"Türkenkinder" und Selbstjustiz

14. November 2014

"Türkenkinder ritzten einem Mitschüler ein Kreuz in den Rücken." las ich heute früh in meinem FB-Feed. Verfasser der Statusmeldung, unzensuriert.at, eine Website, die nach eigenen Angaben über Themen berichtet, die von "Mainstreammedien gar nicht oder nur wenig behandelt werden."

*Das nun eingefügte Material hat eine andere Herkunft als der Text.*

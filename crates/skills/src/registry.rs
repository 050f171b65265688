//! Skill registry — aggregates tool descriptors from N sources and routes
//! invocations to the owning source.
//!
//! Registration is atomic: a replaced source is destroyed before the new
//! one becomes visible, and a source that fails `initialize` is never
//! installed. Lookups go through a `tool → source` cache invalidated on
//! any register/unregister.

use std::collections::HashMap;
use std::sync::Arc;
use tokio::sync::RwLock;
use tracing::{debug, info, warn};

use switchyard_core::error::SkillError;
use switchyard_core::session::SessionContext;
use switchyard_core::skill::SkillSource;
use switchyard_core::tool::ToolDescriptor;

/// The registry of active skill sources.
pub struct SkillRegistry {
    sources: RwLock<HashMap<String, Arc<dyn SkillSource>>>,
    route_cache: RwLock<HashMap<String, String>>,
}

impl SkillRegistry {
    pub fn new() -> Self {
        Self {
            sources: RwLock::new(HashMap::new()),
            route_cache: RwLock::new(HashMap::new()),
        }
    }

    /// Install a source under its name.
    ///
    /// An existing source with the same name is destroyed first; the
    /// destruction completes before the new source becomes visible. If the
    /// new source fails to initialize the error propagates and nothing is
    /// installed.
    pub async fn register_source(&self, source: Arc<dyn SkillSource>) -> Result<(), SkillError> {
        let name = source.name().to_string();

        let replaced = self.sources.write().await.remove(&name);
        if let Some(old) = replaced {
            info!(source = %name, "Destroying replaced skill source");
            self.route_cache.write().await.clear();
            old.destroy().await;
        }

        source.initialize().await?;

        self.sources.write().await.insert(name.clone(), source);
        self.route_cache.write().await.clear();
        info!(source = %name, "Skill source registered");
        Ok(())
    }

    /// Destroy and remove a source. Returns whether one was removed.
    pub async fn unregister_source(&self, name: &str) -> bool {
        let removed = self.sources.write().await.remove(name);
        match removed {
            Some(source) => {
                self.route_cache.write().await.clear();
                source.destroy().await;
                info!(source = %name, "Skill source unregistered");
                true
            }
            None => false,
        }
    }

    /// Names of the active sources.
    pub async fn source_names(&self) -> Vec<String> {
        self.sources.read().await.keys().cloned().collect()
    }

    /// The union of every source's advertised tools.
    ///
    /// A source whose `get_tools` fails is logged and contributes nothing
    /// to this call.
    pub async fn get_tool_descriptors(&self) -> Vec<ToolDescriptor> {
        let sources: Vec<(String, Arc<dyn SkillSource>)> = {
            let map = self.sources.read().await;
            map.iter().map(|(n, s)| (n.clone(), s.clone())).collect()
        };

        let mut descriptors = Vec::new();
        for (name, source) in sources {
            match source.get_tools().await {
                Ok(tools) => descriptors.extend(tools),
                Err(e) => warn!(source = %name, error = %e, "Source failed to list tools"),
            }
        }
        descriptors
    }

    /// Case-insensitive substring search over tool names and descriptions.
    pub async fn search_tools(&self, query: &str) -> Vec<ToolDescriptor> {
        let query = query.to_lowercase();
        self.get_tool_descriptors()
            .await
            .into_iter()
            .filter(|t| {
                t.name.to_lowercase().contains(&query)
                    || t.description.to_lowercase().contains(&query)
            })
            .collect()
    }

    /// Route an invocation to the source that advertises `tool_name`.
    pub async fn execute_action(
        &self,
        tool_name: &str,
        params: serde_json::Value,
        ctx: &SessionContext,
    ) -> Result<serde_json::Value, SkillError> {
        if let Some(source) = self.cached_source(tool_name).await {
            return source.execute(tool_name, params, ctx).await;
        }

        let sources: Vec<(String, Arc<dyn SkillSource>)> = {
            let map = self.sources.read().await;
            map.iter().map(|(n, s)| (n.clone(), s.clone())).collect()
        };

        for (name, source) in sources {
            let tools = match source.get_tools().await {
                Ok(tools) => tools,
                Err(e) => {
                    warn!(source = %name, error = %e, "Source failed to list tools during lookup");
                    continue;
                }
            };
            if tools.iter().any(|t| t.name == tool_name) {
                self.route_cache
                    .write()
                    .await
                    .insert(tool_name.to_string(), name.clone());
                debug!(tool = %tool_name, source = %name, "Routed tool invocation");
                return source.execute(tool_name, params, ctx).await;
            }
        }

        Err(SkillError::ToolNotFound(tool_name.to_string()))
    }

    /// Destroy every source. Called on process shutdown.
    pub async fn shutdown(&self) {
        let drained: Vec<Arc<dyn SkillSource>> =
            self.sources.write().await.drain().map(|(_, s)| s).collect();
        self.route_cache.write().await.clear();
        for source in drained {
            source.destroy().await;
        }
    }

    async fn cached_source(&self, tool_name: &str) -> Option<Arc<dyn SkillSource>> {
        let source_name = self.route_cache.read().await.get(tool_name).cloned()?;
        self.sources.read().await.get(&source_name).cloned()
    }
}

impl Default for SkillRegistry {
    fn default() -> Self {
        Self::new()
    }
}
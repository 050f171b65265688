//! Skill system for Switchyard.
//!
//! Skills are named groups of actions. They reach the agent through the
//! [`SkillRegistry`], which aggregates tool descriptors from heterogeneous
//! sources: local SKILL.md manifests bound to in-process handlers, and
//! remote MCP servers spoken to over stdio or SSE.

pub mod local;
pub mod manifest;
pub mod mcp;
pub mod registry;

pub use local::{handler, ActionHandler, HandlerFuture, LocalSkillSource, SkillModule};
pub use manifest::{parse_manifest, ActionSpec, ParamSpec, SkillManifest};
pub use mcp::{McpSource, McpTransport, SseTransport, StdioTransport};
pub use registry::SkillRegistry;
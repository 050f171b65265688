//! SQLite task store.
//!
//! Dependencies are persisted as a JSON text column; readiness is computed
//! from the session's rows with the same rule as every other store.

use async_trait::async_trait;
use chrono::Utc;
use sqlx::sqlite::{SqliteConnectOptions, SqliteJournalMode, SqlitePoolOptions, SqliteSynchronous};
use sqlx::{Row, SqlitePool};
use std::collections::HashMap;
use std::str::FromStr;
use tracing::{debug, info};
use uuid::Uuid;

use switchyard_core::error::TaskError;
use switchyard_core::task::{derive_edges, DagView, Task, TaskRepo, TaskStatus};

pub struct SqliteTaskRepo {
    pool: SqlitePool,
}

impl SqliteTaskRepo {
    /// Open (or create) the database at `path`. Pass `"sqlite::memory:"`
    /// for an ephemeral database in tests.
    pub async fn new(path: &str) -> Result<Self, TaskError> {
        let options = SqliteConnectOptions::from_str(path)
            .map_err(|e| TaskError::Storage(format!("Invalid SQLite path: {e}")))?
            .create_if_missing(true)
            .journal_mode(SqliteJournalMode::Wal)
            .synchronous(SqliteSynchronous::Normal);

        let pool = SqlitePoolOptions::new()
            .max_connections(4)
            .connect_with(options)
            .await
            .map_err(|e| TaskError::Storage(format!("Failed to open SQLite: {e}")))?;

        let repo = Self { pool };
        repo.run_migrations().await?;
        info!("SQLite task repo initialized at {path}");
        Ok(repo)
    }

    async fn run_migrations(&self) -> Result<(), TaskError> {
        sqlx::query(
            r#"
            CREATE TABLE IF NOT EXISTS tasks (
                id           TEXT PRIMARY KEY,
                session_id   TEXT NOT NULL,
                description  TEXT NOT NULL,
                status       TEXT NOT NULL,
                dependencies TEXT NOT NULL DEFAULT '[]',
                result       TEXT,
                created_at   TEXT NOT NULL,
                updated_at   TEXT NOT NULL
            )
            "#,
        )
        .execute(&self.pool)
        .await
        .map_err(|e| TaskError::Storage(format!("tasks table: {e}")))?;

        sqlx::query("CREATE INDEX IF NOT EXISTS idx_tasks_session ON tasks(session_id)")
            .execute(&self.pool)
            .await
            .map_err(|e| TaskError::Storage(format!("session index: {e}")))?;

        debug!("SQLite task migrations complete");
        Ok(())
    }

    fn row_to_task(row: &sqlx::sqlite::SqliteRow) -> Result<Task, TaskError> {
        let id: String = row
            .try_get("id")
            .map_err(|e| TaskError::QueryFailed(format!("id column: {e}")))?;
        let session_id: String = row
            .try_get("session_id")
            .map_err(|e| TaskError::QueryFailed(format!("session_id column: {e}")))?;
        let description: String = row
            .try_get("description")
            .map_err(|e| TaskError::QueryFailed(format!("description column: {e}")))?;
        let status_str: String = row
            .try_get("status")
            .map_err(|e| TaskError::QueryFailed(format!("status column: {e}")))?;
        let dependencies_json: String = row
            .try_get("dependencies")
            .map_err(|e| TaskError::QueryFailed(format!("dependencies column: {e}")))?;
        let result: Option<String> = row
            .try_get("result")
            .map_err(|e| TaskError::QueryFailed(format!("result column: {e}")))?;
        let created_at_str: String = row
            .try_get("created_at")
            .map_err(|e| TaskError::QueryFailed(format!("created_at column: {e}")))?;
        let updated_at_str: String = row
            .try_get("updated_at")
            .map_err(|e| TaskError::QueryFailed(format!("updated_at column: {e}")))?;

        let status = TaskStatus::parse(&status_str)
            .ok_or_else(|| TaskError::QueryFailed(format!("unknown status '{status_str}'")))?;
        let dependencies: Vec<String> =
            serde_json::from_str(&dependencies_json).unwrap_or_default();

        let created_at = chrono::DateTime::parse_from_rfc3339(&created_at_str)
            .map(|dt| dt.with_timezone(&Utc))
            .unwrap_or_else(|_| Utc::now());
        let updated_at = chrono::DateTime::parse_from_rfc3339(&updated_at_str)
            .map(|dt| dt.with_timezone(&Utc))
            .unwrap_or_else(|_| Utc::now());

        Ok(Task {
            id,
            session_id,
            description,
            status,
            dependencies,
            result,
            created_at,
            updated_at,
        })
    }

    async fn load_session(&self, session_id: &str) -> Result<Vec<Task>, TaskError> {
        let rows = sqlx::query(
            "SELECT * FROM tasks WHERE session_id = ?1 ORDER BY created_at, id",
        )
        .bind(session_id)
        .fetch_all(&self.pool)
        .await
        .map_err(|e| TaskError::QueryFailed(format!("session scan: {e}")))?;
        rows.iter().map(Self::row_to_task).collect()
    }
}

#[async_trait]
impl TaskRepo for SqliteTaskRepo {
    async fn create_task(
        &self,
        session_id: &str,
        description: &str,
        dependencies: Vec<String>,
    ) -> Result<Task, TaskError> {
        let now = Utc::now();
        let task = Task {
            id: Uuid::new_v4().to_string(),
            session_id: session_id.to_string(),
            description: description.to_string(),
            status: TaskStatus::Pending,
            dependencies,
            result: None,
            created_at: now,
            updated_at: now,
        };

        let dependencies_json = serde_json::to_string(&task.dependencies)
            .map_err(|e| TaskError::Storage(format!("dependencies serialization: {e}")))?;

        sqlx::query(
            r#"
            INSERT INTO tasks (id, session_id, description, status, dependencies, result, created_at, updated_at)
            VALUES (?1, ?2, ?3, ?4, ?5, NULL, ?6, ?7)
            "#,
        )
        .bind(&task.id)
        .bind(&task.session_id)
        .bind(&task.description)
        .bind(task.status.as_str())
        .bind(&dependencies_json)
        .bind(task.created_at.to_rfc3339())
        .bind(task.updated_at.to_rfc3339())
        .execute(&self.pool)
        .await
        .map_err(|e| TaskError::Storage(format!("INSERT failed: {e}")))?;

        Ok(task)
    }

    async fn get_task(&self, id: &str) -> Result<Option<Task>, TaskError> {
        let row = sqlx::query("SELECT * FROM tasks WHERE id = ?1")
            .bind(id)
            .fetch_optional(&self.pool)
            .await
            .map_err(|e| TaskError::QueryFailed(format!("GET by id: {e}")))?;
        row.as_ref().map(Self::row_to_task).transpose()
    }

    async fn get_tasks(&self, session_id: &str) -> Result<Vec<Task>, TaskError> {
        self.load_session(session_id).await
    }

    async fn update_status(
        &self,
        id: &str,
        status: TaskStatus,
        result: Option<String>,
    ) -> Result<(), TaskError> {
        let outcome = sqlx::query(
            r#"
            UPDATE tasks
            SET status = ?2,
                result = COALESCE(?3, result),
                updated_at = ?4
            WHERE id = ?1
            "#,
        )
        .bind(id)
        .bind(status.as_str())
        .bind(&result)
        .bind(Utc::now().to_rfc3339())
        .execute(&self.pool)
        .await
        .map_err(|e| TaskError::Storage(format!("UPDATE failed: {e}")))?;

        if outcome.rows_affected() == 0 {
            return Err(TaskError::NotFound(id.to_string()));
        }
        Ok(())
    }

    async fn get_ready_tasks(&self, session_id: &str) -> Result<Vec<Task>, TaskError> {
        let tasks = self.load_session(session_id).await?;
        let by_id: HashMap<&str, &Task> = tasks.iter().map(|t| (t.id.as_str(), t)).collect();

        Ok(tasks
            .iter()
            .filter(|t| {
                t.status == TaskStatus::Pending
                    && t.dependencies.iter().all(|dep| {
                        by_id
                            .get(dep.as_str())
                            .is_some_and(|d| d.status == TaskStatus::Completed)
                    })
            })
            .cloned()
            .collect())
    }

    async fn get_dag(&self, session_id: &str) -> Result<DagView, TaskError> {
        let tasks = self.load_session(session_id).await?;
        let edges = derive_edges(&tasks);
        Ok(DagView { tasks, edges })
    }
}
//! Local skill source — discovers SKILL.md manifests under configured
//! directories and binds their declared actions to handlers.
//!
//! Handlers come from [`SkillModule`] implementations registered per skill
//! name. Binding order for each declared action:
//! 1. the module's handler for the action name,
//! 2. the module's fallback handler,
//! 3. a placeholder that always fails.
//!
//! Module `init`/`destroy` hooks run during source initialize/destroy.

use async_trait::async_trait;
use std::collections::HashMap;
use std::future::Future;
use std::path::PathBuf;
use std::pin::Pin;
use std::sync::Arc;
use tokio::sync::RwLock;
use tracing::{debug, info, warn};

use switchyard_core::error::SkillError;
use switchyard_core::session::SessionContext;
use switchyard_core::skill::{SkillSource, SourceKind};
use switchyard_core::tool::ToolDescriptor;

use crate::manifest::{parse_manifest, SkillManifest};

/// Boxed future returned by action handlers.
pub type HandlerFuture = Pin<Box<dyn Future<Output = Result<serde_json::Value, SkillError>> + Send>>;

/// An action implementation: `(context, params) → result | error`.
pub type ActionHandler =
    Arc<dyn Fn(SessionContext, serde_json::Value) -> HandlerFuture + Send + Sync>;

/// The implementation companion of a skill manifest.
///
/// Where the manifest declares actions, the module supplies behavior.
#[async_trait]
pub trait SkillModule: Send + Sync {
    /// Called while the source initializes.
    async fn init(&self) -> Result<(), SkillError> {
        Ok(())
    }

    /// Called while the source is destroyed.
    async fn destroy(&self) {}

    /// The handler for a named action, when the module has one.
    fn action(&self, name: &str) -> Option<ActionHandler>;

    /// A catch-all handler used when no named handler exists.
    fn fallback(&self) -> Option<ActionHandler> {
        None
    }
}

/// Wrap an async closure as an [`ActionHandler`].
pub fn handler<F, Fut>(f: F) -> ActionHandler
where
    F: Fn(SessionContext, serde_json::Value) -> Fut + Send + Sync + 'static,
    Fut: Future<Output = Result<serde_json::Value, SkillError>> + Send + 'static,
{
    Arc::new(move |ctx, params| Box::pin(f(ctx, params)))
}

struct LoadedSkill {
    manifest: SkillManifest,
    handlers: HashMap<String, ActionHandler>,
    module: Option<Arc<dyn SkillModule>>,
}

/// A skill source backed by manifests on disk.
pub struct LocalSkillSource {
    name: String,
    dirs: Vec<PathBuf>,
    modules: HashMap<String, Arc<dyn SkillModule>>,
    loaded: RwLock<Vec<LoadedSkill>>,
}

impl LocalSkillSource {
    /// Create a source scanning the given directories.
    pub fn new(dirs: Vec<PathBuf>) -> Self {
        Self {
            name: "local".into(),
            dirs,
            modules: HashMap::new(),
            loaded: RwLock::new(Vec::new()),
        }
    }

    /// Override the source name (default "local").
    pub fn with_name(mut self, name: impl Into<String>) -> Self {
        self.name = name.into();
        self
    }

    /// Register the implementation module for a skill name.
    pub fn with_module(mut self, skill: impl Into<String>, module: Arc<dyn SkillModule>) -> Self {
        self.modules.insert(skill.into(), module);
        self
    }

    /// Number of loaded skills.
    pub async fn skill_count(&self) -> usize {
        self.loaded.read().await.len()
    }

    fn bind(&self, manifest: &SkillManifest) -> LoadedSkill {
        let module = self.modules.get(&manifest.metadata.name).cloned();
        let mut handlers = HashMap::new();

        for action in &manifest.actions {
            let bound = module
                .as_ref()
                .and_then(|m| m.action(&action.name))
                .or_else(|| module.as_ref().and_then(|m| m.fallback()))
                .unwrap_or_else(|| placeholder(&manifest.metadata.name, &action.name));
            handlers.insert(action.name.clone(), bound);
        }

        LoadedSkill {
            manifest: manifest.clone(),
            handlers,
            module,
        }
    }
}

/// A handler standing in for a missing implementation.
fn placeholder(skill: &str, action: &str) -> ActionHandler {
    let tool = format!("{skill}.{action}");
    Arc::new(move |_ctx, _params| {
        let tool = tool.clone();
        Box::pin(async move {
            Err(SkillError::execution(
                tool,
                "action declared in manifest but no handler is bound",
            ))
        })
    })
}

#[async_trait]
impl SkillSource for LocalSkillSource {
    fn name(&self) -> &str {
        &self.name
    }

    fn kind(&self) -> SourceKind {
        SourceKind::Local
    }

    async fn initialize(&self) -> Result<(), SkillError> {
        let mut loaded = Vec::new();

        for dir in &self.dirs {
            let entries = match std::fs::read_dir(dir) {
                Ok(entries) => entries,
                Err(e) => {
                    warn!(dir = %dir.display(), error = %e, "Skipping unreadable skill directory");
                    continue;
                }
            };

            for entry in entries.flatten() {
                let path = entry.path();
                if !path.is_dir() {
                    continue;
                }
                let manifest_path = path.join("SKILL.md");
                if !manifest_path.exists() {
                    continue;
                }

                let dir_name = path
                    .file_name()
                    .map(|n| n.to_string_lossy().to_string())
                    .unwrap_or_default();

                let content = match std::fs::read_to_string(&manifest_path) {
                    Ok(content) => content,
                    Err(e) => {
                        warn!(path = %manifest_path.display(), error = %e, "Skipping unreadable manifest");
                        continue;
                    }
                };

                match parse_manifest(&content, &dir_name) {
                    Ok(manifest) => {
                        debug!(
                            skill = %manifest.metadata.name,
                            actions = manifest.actions.len(),
                            "Loaded skill manifest"
                        );
                        loaded.push(self.bind(&manifest));
                    }
                    Err(e) => {
                        warn!(path = %manifest_path.display(), error = %e, "Skipping malformed manifest");
                    }
                }
            }
        }

        // Each module initializes once even when it backs several skills.
        let mut initialized: Vec<usize> = Vec::new();
        for skill in &loaded {
            if let Some(module) = &skill.module {
                let ptr = Arc::as_ptr(module) as *const () as usize;
                if !initialized.contains(&ptr) {
                    module.init().await?;
                    initialized.push(ptr);
                }
            }
        }

        info!(source = %self.name, skills = loaded.len(), "Local skill source initialized");
        *self.loaded.write().await = loaded;
        Ok(())
    }

    async fn get_tools(&self) -> Result<Vec<ToolDescriptor>, SkillError> {
        let loaded = self.loaded.read().await;
        Ok(loaded
            .iter()
            .flat_map(|skill| {
                skill
                    .manifest
                    .actions
                    .iter()
                    .map(|action| action.to_descriptor(&skill.manifest.metadata.name))
            })
            .collect())
    }

    async fn execute(
        &self,
        tool_name: &str,
        params: serde_json::Value,
        ctx: &SessionContext,
    ) -> Result<serde_json::Value, SkillError> {
        let (skill_name, action_name) = tool_name
            .split_once('.')
            .ok_or_else(|| SkillError::ToolNotFound(tool_name.to_string()))?;

        let handler = {
            let loaded = self.loaded.read().await;
            loaded
                .iter()
                .find(|s| s.manifest.metadata.name == skill_name)
                .and_then(|s| s.handlers.get(action_name).cloned())
                .ok_or_else(|| SkillError::ToolNotFound(tool_name.to_string()))?
        };

        handler(ctx.clone(), params).await
    }

    async fn destroy(&self) {
        let drained: Vec<LoadedSkill> = self.loaded.write().await.drain(..).collect();
        let mut destroyed: Vec<usize> = Vec::new();
        for skill in &drained {
            if let Some(module) = &skill.module {
                let ptr = Arc::as_ptr(module) as *const () as usize;
                if !destroyed.contains(&ptr) {
                    module.destroy().await;
                    destroyed.push(ptr);
                }
            }
        }
    }
}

Obwohl ich die Bezeichnung "Türkenkinder" menschenverachtend und fremdenfeindlich finde, war ich nicht weiter schockiert. Schließlich kenne ich diesen Terminus aus heimischen Boulevardmedien. Und ja, unzensuriert.at, ist nicht gerade bekannt dafür, Schlagzeilen ethisch-sensibel zu verpacken. Ich möchte hier gar nicht auf den Wahrheitsgehalt der Meldung eingehen. (Quelle ist übrigens die "Krone") Jede Gewalttat ist zu verurteilen und jede Gewalttat macht mich traurig. Was aber an Kommentaren unter der Meldung zu lesen ist, löst nicht Trauer, sondern Scham in mir aus. Ich schäme mich, dass meine österreichischen Landsleute darin zu Selbstjustiz aufrufen und sich herausnehmen, mich nach erstem kritischem Kommentar nach Hause schicken zu wollen. ("Mein Zuhause ist hier. In Wien. Hauptstadt der Republik Österreich. Hier habe ich auch meine Matura abgeschlossen, das erste Mal ein Mädchen geküsst und lauthals "Immer Wieder Österreich" im Stadion besungen. 

 

Ich habe vorhin Selbstjustiz geschrieben? Richtig. Einzig bei den betroffenen Eltern würde ich diese Form von Rechtschaffung irgendwie nachvollziehen können. Was aber da scheinbar überhaupt nicht betroffene User von sich geben, ist zum Speiben. Eine Kostprobe: "Würd des wer mit meine Kinder mochn, würd i den Bastardvota ons Kreuz nogln, und de Mutter mit ihrem Kopftuach aufhängen!! Selbstjustiz wenn keiner hilft!", ...denen gehört der Halbmond ins Gesicht geritzt...elendige Bastarde..." oder "Mittlerweile bin ich schon Ausländer Feindlich !Diese Brut Darf ungestraft unsere Kinder quählen ,wo gibt es den so etwas . In ganz Österreich ,auf allen Schulen ,das selbe."

Das Phänomen ist bekannt: Im dunklen Kämmerlein lässt sich leicht stinken. Die Untiefen des Internets bringen immer wieder Trolle hervor, die in ihrer einfach gestrickten Welt nur zwei Kategorien kennen. Schwarz oder Weiß, gut oder schlecht, richtig oder falsch. Und deren Lösungsansatz ist ebenfalls einfach. Abschieben, ans Kreuz hängen oder andere Gehässigkeiten, die ich hier nicht verbeiten möchte. 

Diese Gehässigkeiten werden von großen Medien gerne verbreitet, sie werden sogar von ihnen generiert. Es gibt keine Woche im Jahr, in der ich keine menschenverachtenden Schlagzeilen lese. Fragt mal beim Presserat nach, der kann ganze Bücher füllen. Oder surft mal bei "unzensuriert.at" vorbei - der Name ist Programm.